Anteroposterior Hip Projection Analysis

• An AP oblique projection of the hip is obtained by placing the patient supine on the imaging table, with the unaffected leg extended and the affected leg flexed and abducted (Figure 7-9). To ensure that the pelvis is not rotated, judge the distances from the ASISs to the imaging table. The distance on each side should be equal.

• Detecting pelvis rotation. Rotation of the pelvis on an AP oblique projection is detected by evaluating the relationship of the ischial spine and the pelvic brim, the alignment of the sacrum and coccyx with the symphysis pubis, and the demonstration of the obturator foramen. If the patient was rotated toward the affected hip, the ischial spine is demonstrated without pelvic brim superimposition, the sacrum and coccyx are not aligned with the symphysis pubis but are rotated away from the affected hip, and demonstration of the obturator foramen is decreased (see Image 6). If the patient was rotated away from the affected hip, the ischial spine is not aligned with the pelvic brim but is demonstrated closer to the acetabulum, the sacrum and coccyx are not aligned with the symphysis pubis but are rotated toward the affected hip, and demonstration of the obturator foramen is increased (see Image 7).

• Lauenstein and Hickey methods, lateral hip. The Lauenstein and Hickey methods are modifications of the AP oblique hip projection. For these methods, the patient is positioned as described for the AP oblique hip projection with the femur flexed and abducted, except that the pelvis is rotated toward the affected hip as needed to position the femur against the imaging table (Figure 7-10).

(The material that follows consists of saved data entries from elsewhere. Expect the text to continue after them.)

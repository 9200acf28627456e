//! Pixel format tables: block geometry and pack/unpack to/from `[f32; 4]`.
//!
//! Every format in [`Format`] has a [`FormatInfo`] entry so
//! [`Texture::get_subresource_layout`] can compute row/slice pitches for
//! block-compressed formats too, even though this module only implements
//! pack/unpack (not BC encode/decode -- that's image-codec territory,
//! out of scope per the RHI's purpose).

use crate::types::{Extent3D, Format, Size, SubresourceLayout};

/// Per-channel numeric interpretation, used to pick a pack/unpack strategy.
#[derive(Debug, Clone, Copy, PartialEq, Eq, Hash)]
pub enum FormatKind {
    Integer,
    Normalized,
    Float,
    DepthStencil,
    /// Block-compressed; pack/unpack is not implemented (no image codec).
    Compressed,
}

/// Static description of a format's memory layout.
#[derive(Debug, Clone, Copy, PartialEq, Eq)]
pub struct FormatInfo {
    pub format: Format,
    /// Block width in texels (1 for uncompressed formats).
    pub block_width: u32,
    /// Block height in texels (1 for uncompressed formats).
    pub block_height: u32,
    /// Bytes per block (= bytes per texel when block dims are 1x1).
    pub block_bytes: u32,
    pub channel_count: u32,
    pub kind: FormatKind,
    pub is_signed: bool,
    pub is_srgb: bool,
}

macro_rules! formats {
    ($(($variant:ident, $bw:expr, $bh:expr, $bytes:expr, $channels:expr, $kind:expr, $signed:expr, $srgb:expr)),* $(,)?) => {
        const TABLE: &[FormatInfo] = &[
            $(FormatInfo {
                format: Format::$variant,
                block_width: $bw,
                block_height: $bh,
                block_bytes: $bytes,
                channel_count: $channels,
                kind: $kind,
                is_signed: $signed,
                is_srgb: $srgb,
            },)*
        ];
    };
}

use FormatKind::*;

formats! {
    (Undefined, 1, 1, 0, 0, Integer, false, false),

    (R8Uint, 1, 1, 1, 1, Integer, false, false),
    (R8Sint, 1, 1, 1, 1, Integer, true, false),
    (R8Unorm, 1, 1, 1, 1, Normalized, false, false),
    (R8Snorm, 1, 1, 1, 1, Normalized, true, false),

    (RG8Uint, 1, 1, 2, 2, Integer, false, false),
    (RG8Sint, 1, 1, 2, 2, Integer, true, false),
    (RG8Unorm, 1, 1, 2, 2, Normalized, false, false),
    (RG8Snorm, 1, 1, 2, 2, Normalized, true, false),

    (RGBA8Uint, 1, 1, 4, 4, Integer, false, false),
    (RGBA8Sint, 1, 1, 4, 4, Integer, true, false),
    (RGBA8Unorm, 1, 1, 4, 4, Normalized, false, false),
    (RGBA8UnormSrgb, 1, 1, 4, 4, Normalized, false, true),
    (RGBA8Snorm, 1, 1, 4, 4, Normalized, true, false),

    (BGRA8Unorm, 1, 1, 4, 4, Normalized, false, false),
    (BGRA8UnormSrgb, 1, 1, 4, 4, Normalized, false, true),
    (BGRX8Unorm, 1, 1, 4, 4, Normalized, false, false),
    (BGRX8UnormSrgb, 1, 1, 4, 4, Normalized, false, true),

    (R16Uint, 1, 1, 2, 1, Integer, false, false),
    (R16Sint, 1, 1, 2, 1, Integer, true, false),
    (R16Unorm, 1, 1, 2, 1, Normalized, false, false),
    (R16Snorm, 1, 1, 2, 1, Normalized, true, false),
    (R16Float, 1, 1, 2, 1, Float, true, false),

    (RG16Uint, 1, 1, 4, 2, Integer, false, false),
    (RG16Sint, 1, 1, 4, 2, Integer, true, false),
    (RG16Unorm, 1, 1, 4, 2, Normalized, false, false),
    (RG16Snorm, 1, 1, 4, 2, Normalized, true, false),
    (RG16Float, 1, 1, 4, 2, Float, true, false),

    (RGBA16Uint, 1, 1, 8, 4, Integer, false, false),
    (RGBA16Sint, 1, 1, 8, 4, Integer, true, false),
    (RGBA16Unorm, 1, 1, 8, 4, Normalized, false, false),
    (RGBA16Snorm, 1, 1, 8, 4, Normalized, true, false),
    (RGBA16Float, 1, 1, 8, 4, Float, true, false),

    (R32Uint, 1, 1, 4, 1, Integer, false, false),
    (R32Sint, 1, 1, 4, 1, Integer, true, false),
    (R32Float, 1, 1, 4, 1, Float, true, false),

    (RG32Uint, 1, 1, 8, 2, Integer, false, false),
    (RG32Sint, 1, 1, 8, 2, Integer, true, false),
    (RG32Float, 1, 1, 8, 2, Float, true, false),

    (RGB32Uint, 1, 1, 12, 3, Integer, false, false),
    (RGB32Sint, 1, 1, 12, 3, Integer, true, false),
    (RGB32Float, 1, 1, 12, 3, Float, true, false),

    (RGBA32Uint, 1, 1, 16, 4, Integer, false, false),
    (RGBA32Sint, 1, 1, 16, 4, Integer, true, false),
    (RGBA32Float, 1, 1, 16, 4, Float, true, false),

    (R64Uint, 1, 1, 8, 1, Integer, false, false),
    (R64Sint, 1, 1, 8, 1, Integer, true, false),

    (BGRA4Unorm, 1, 1, 2, 4, Normalized, false, false),
    (B5G6R5Unorm, 1, 1, 2, 3, Normalized, false, false),
    (BGR5A1Unorm, 1, 1, 2, 4, Normalized, false, false),

    (RGB9E5Ufloat, 1, 1, 4, 3, Float, false, false),
    (RGB10A2Uint, 1, 1, 4, 4, Integer, false, false),
    (RGB10A2Unorm, 1, 1, 4, 4, Normalized, false, false),
    (R11G11B10Float, 1, 1, 4, 3, Float, false, false),

    (D32Float, 1, 1, 4, 1, DepthStencil, true, false),
    (D16Unorm, 1, 1, 2, 1, DepthStencil, false, false),
    (D32FloatS8Uint, 1, 1, 8, 2, DepthStencil, true, false),

    (BC1Unorm, 4, 4, 8, 4, Compressed, false, false),
    (BC1UnormSrgb, 4, 4, 8, 4, Compressed, false, true),
    (BC2Unorm, 4, 4, 16, 4, Compressed, false, false),
    (BC2UnormSrgb, 4, 4, 16, 4, Compressed, false, true),
    (BC3Unorm, 4, 4, 16, 4, Compressed, false, false),
    (BC3UnormSrgb, 4, 4, 16, 4, Compressed, false, true),
    (BC4Unorm, 4, 4, 8, 1, Compressed, false, false),
    (BC4Snorm, 4, 4, 8, 1, Compressed, true, false),
    (BC5Unorm, 4, 4, 16, 2, Compressed, false, false),
    (BC5Snorm, 4, 4, 16, 2, Compressed, true, false),
    (BC6HUfloat, 4, 4, 16, 3, Compressed, false, false),
    (BC6HSfloat, 4, 4, 16, 3, Compressed, true, false),
    (BC7Unorm, 4, 4, 16, 4, Compressed, false, false),
    (BC7UnormSrgb, 4, 4, 16, 4, Compressed, false, true),
}

pub fn format_info(format: Format) -> &'static FormatInfo {
    TABLE
        .iter()
        .find(|info| info.format == format)
        .unwrap_or_else(|| panic!("format {format:?} missing from format table"))
}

• Accurate femur positioning. To position the greater trochanter accurately beneath the proximal femur and position the lesser trochanter in profile, flex the patient's knee and hip until the femur is angled at 60 to 70 degrees with the imaging table (20 to 30 degrees from vertical) (Figure 7-11).

• Effect of distal femur elevation on proximal femur visualization. For an AP oblique hip projection, the medial and lateral placement of the greater and lesser trochanters are determined when the patient flexes the knee and hip. Use a femoral skeletal bone for a better understanding of how the relationship of the greater and lesser trochanters to the proximal femur changes as the distal femur is elevated with knee and hip flexion. Begin by placing the femoral bone on a flat surface in an AP position. While slowly elevating the distal femur, observe how the greater trochanter rotates around the proximal femur. First, the greater trochanter moves beneath the proximal femur; then, as elevation of the distal femur continues, it moves from beneath the proximal femur and is demonstrated on the medial side of the femur.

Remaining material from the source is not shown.